Voci della malattia

Dan Gibbs in laboratorio nel 1977. (Fonte: Dan Gibbs)

Uno dei miei primi progetti di ricerca assegnati come dottorando alla Emory University è stato uno studio dell'ormone ipotalamico chiamato 'ormone di rilascio dell'ormone gonadotropico' (GnRH, gonadotropic hormone releasing hormone) nei topi femmine.

Il punto era verificare se si poteva trovare un aumento di GnRH nella circolazione del portale ipofisario, i vasi sanguigni specializzati che collegano l'ipotalamo e la ghiandola pituitaria, durante periodi specifici del ciclo estrale, quando l'ipofisi secerne livelli elevati di queste gonadotropine, dell'ormone luteinizzante (LH) e dell'ormone follicolo-stimolante (FSH).

Cercavo di rispondere alla domanda se gli impulsi visti in LH e FSH nel sangue periferico fossero associati e forse causati da impulsi di GnRH nel sangue del portale ipofisario.
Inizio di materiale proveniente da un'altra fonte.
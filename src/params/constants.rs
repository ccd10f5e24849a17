//! Version-pinned protocol constants.

use std::collections::BTreeMap;
use std::fmt;

use crate::params::version::{ProtocolVersion, VersionTable};

/// Names of the integer constants the ledger reads
#[derive(Debug, Clone, Copy, PartialEq, Eq, PartialOrd, Ord, Hash)]
pub enum ConstantName {
    /// Basis points of a vault shortfall charged to the node's bond
    SlashPenalty,
    /// Reserve must exceed stolen value times this to subsidize pools
    SubsidizeReserveMultiplier,
    MaxBondProviders,
    /// Default operator fee (basis points) for a new roster
    NodeOperatorFee,
    /// Non-zero pauses bonding
    PauseBond,
    /// Non-zero pauses unbonding
    PauseUnbond,
    /// Per-node bond ceiling in settlement units; zero disables it
    MaximumBondInCacao,
    /// Blocks between migration batches out of a retiring vault
    FundMigrationInterval,
    MaxRagnarokAttempts,
    MaxOutboundItemsPerBlock,
}

impl ConstantName {
    pub const ALL: [ConstantName; 10] = [
        ConstantName::SlashPenalty,
        ConstantName::SubsidizeReserveMultiplier,
        ConstantName::MaxBondProviders,
        ConstantName::NodeOperatorFee,
        ConstantName::PauseBond,
        ConstantName::PauseUnbond,
        ConstantName::MaximumBondInCacao,
        ConstantName::FundMigrationInterval,
        ConstantName::MaxRagnarokAttempts,
        ConstantName::MaxOutboundItemsPerBlock,
    ];

    /// Governance key for this constant
    pub fn as_str(&self) -> &'static str {
        match self {
            ConstantName::SlashPenalty => "SlashPenalty",
            ConstantName::SubsidizeReserveMultiplier => "SubsidizeReserveMultiplier",
            ConstantName::MaxBondProviders => "MaxBondProviders",
            ConstantName::NodeOperatorFee => "NodeOperatorFee",
            ConstantName::PauseBond => "PauseBond",
            ConstantName::PauseUnbond => "PauseUnbond",
            ConstantName::MaximumBondInCacao => "MaximumBondInCacao",
            ConstantName::FundMigrationInterval => "FundMigrationInterval",
            ConstantName::MaxRagnarokAttempts => "MaxRagnarokAttempts",
            ConstantName::MaxOutboundItemsPerBlock => "MaxOutboundItemsPerBlock",
        }
    }
}

impl fmt::Display for ConstantName {
    fn fmt(&self, f: &mut fmt::Formatter<'_>) -> fmt::Result {
        f.write_str(self.as_str())
    }
}

/// Constant values for one protocol version band
#[derive(Debug, Clone, PartialEq, Eq, Default)]
pub struct ConstantTable {
    values: BTreeMap<ConstantName, i64>,
}

impl ConstantTable {
    pub fn with(mut self, name: ConstantName, value: i64) -> Self {
        self.values.insert(name, value);
        self
    }

    /// Value of `name`; unset constants read as zero
    pub fn get(&self, name: ConstantName) -> i64 {
        self.values.get(&name).copied().unwrap_or(0)
    }
}

/// Constants from the first protocol release
pub fn constants_v010() -> ConstantTable {
    ConstantTable::default()
        .with(ConstantName::SlashPenalty, 15_000)
        .with(ConstantName::SubsidizeReserveMultiplier, 5)
        .with(ConstantName::MaxBondProviders, 6)
        .with(ConstantName::NodeOperatorFee, 500)
        .with(ConstantName::PauseBond, 0)
        .with(ConstantName::PauseUnbond, 0)
        .with(ConstantName::MaximumBondInCacao, 0)
        .with(ConstantName::FundMigrationInterval, 360)
        .with(ConstantName::MaxRagnarokAttempts, 5)
        .with(ConstantName::MaxOutboundItemsPerBlock, 100)
}

/// Constants from 1.102.0: more ragnarok retries
pub fn constants_v102() -> ConstantTable {
    constants_v010().with(ConstantName::MaxRagnarokAttempts, 10)
}

/// Constant tables by protocol version
pub fn constant_tables() -> VersionTable<ConstantTable> {
    VersionTable::new(vec![
        (ProtocolVersion::new(0, 1, 0), constants_v010()),
        (ProtocolVersion::new(1, 102, 0), constants_v102()),
    ])
}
Ogni giorno della settimana, compresi i fine settimana, andavo in laboratorio per eseguire tamponi vaginali sui ratti ed esaminare le cellule vaginali al microscopio per determinare il giorno del ciclo estrale di 4 o 5 giorni in cui si trovava ogni ratto.

Questo era un progetto impegnativo per un neo-laureato. Ho imparato molte tecniche utili e ho sperimentato il mio primo fallimento di un progetto che non sarebbe riuscito a stare insieme. Forse, soprattutto, perché non sono riuscito a raccogliere abbastanza sangue del portale per misurare gli impulsi. Altri ricercatori in laboratorio stavano lavorando a progetti simili con animali più grandi con cui era più facile lavorare.

Quindi, il mio mentore mi ha passato a un nuovo progetto per misurare la dopamina nel sangue del portale ipofisario dei ratti maschi, e vedere se la dopamina fosse importante nella regolazione dell'ormone ipofisario. Questo progetto è stato un successo. Sono riuscito a dimostrare che la dopamina rilasciata dalle cellule nervose nell'ipotalamo è un inibitore fisiologicamente importante della secrezione ipofisaria di prolattina.

Ciò ha portato al mio primo studio scientifico pubblicato come primo autore e il documento ha ricevuto più citazioni di qualsiasi cosa abbia scritto da allora. Penso che questo abbia dimostrato due cose: 1) ero nel posto giusto al momento giusto per risolvere finalmente una controversia sul campo e 2) i ratti maschi sono, a volte, meno complicati delle femmine come modelli della fisiologia umana.

Studi recenti hanno dimostrato che gli esseri umani maschi e femmine con morbo di Alzheimer (MA) differiscono in numerosi modi importanti. Questi studi sono discussi in un documento di opinione nel numero di agosto 2023 di JAMA Neurology intitolato 'Call to Action to Address Sex Differences in Alzheimer Disease Clinical Trials', invito all'azione per affrontare le differenze sessuali negli studi clinici dell'Alzheimer..

Le femmine clinicamente normali e anziane portatrici dell'allele APOE-4 hanno un carico globale più elevato della proteina tau osservata su scansioni cerebrali PET, rispetto ai maschi portatori di APOE-4 e il rischio delle donne di progressione verso la demenza è maggiore dei portatori uomini di APOE-4.

Le donne hanno un rischio più elevato di contrarre la demenza rispetto agli uomini. E ancora più allarmante è che il beneficio cognitivo piccolo, ma statisticamente significativo, osservato nello studio sull'aducanumab e il beneficio più robusto visto nello studio sul lecanumab si sono verificati principalmente nei maschi, non nelle donne.

Gli autori affermano che solo 8 studi di demenza su 118 pubblicati finora hanno riportato risultati disaggregati per sesso e, anche se presenti, queste differenze legate al sesso possono essere sepolte in dati supplementari o altre fonti difficili da trovare. Gli autori di questo documento di opinione concludono che "poiché prevediamo che più farmaci [di Alzheimer] saranno approvati ed entreranno nel mercato, è indispensabile garantire che le differenze sessuali negli effetti del trattamento siano ben compresi prima che [questi farmaci] siano prescritti ai pazienti".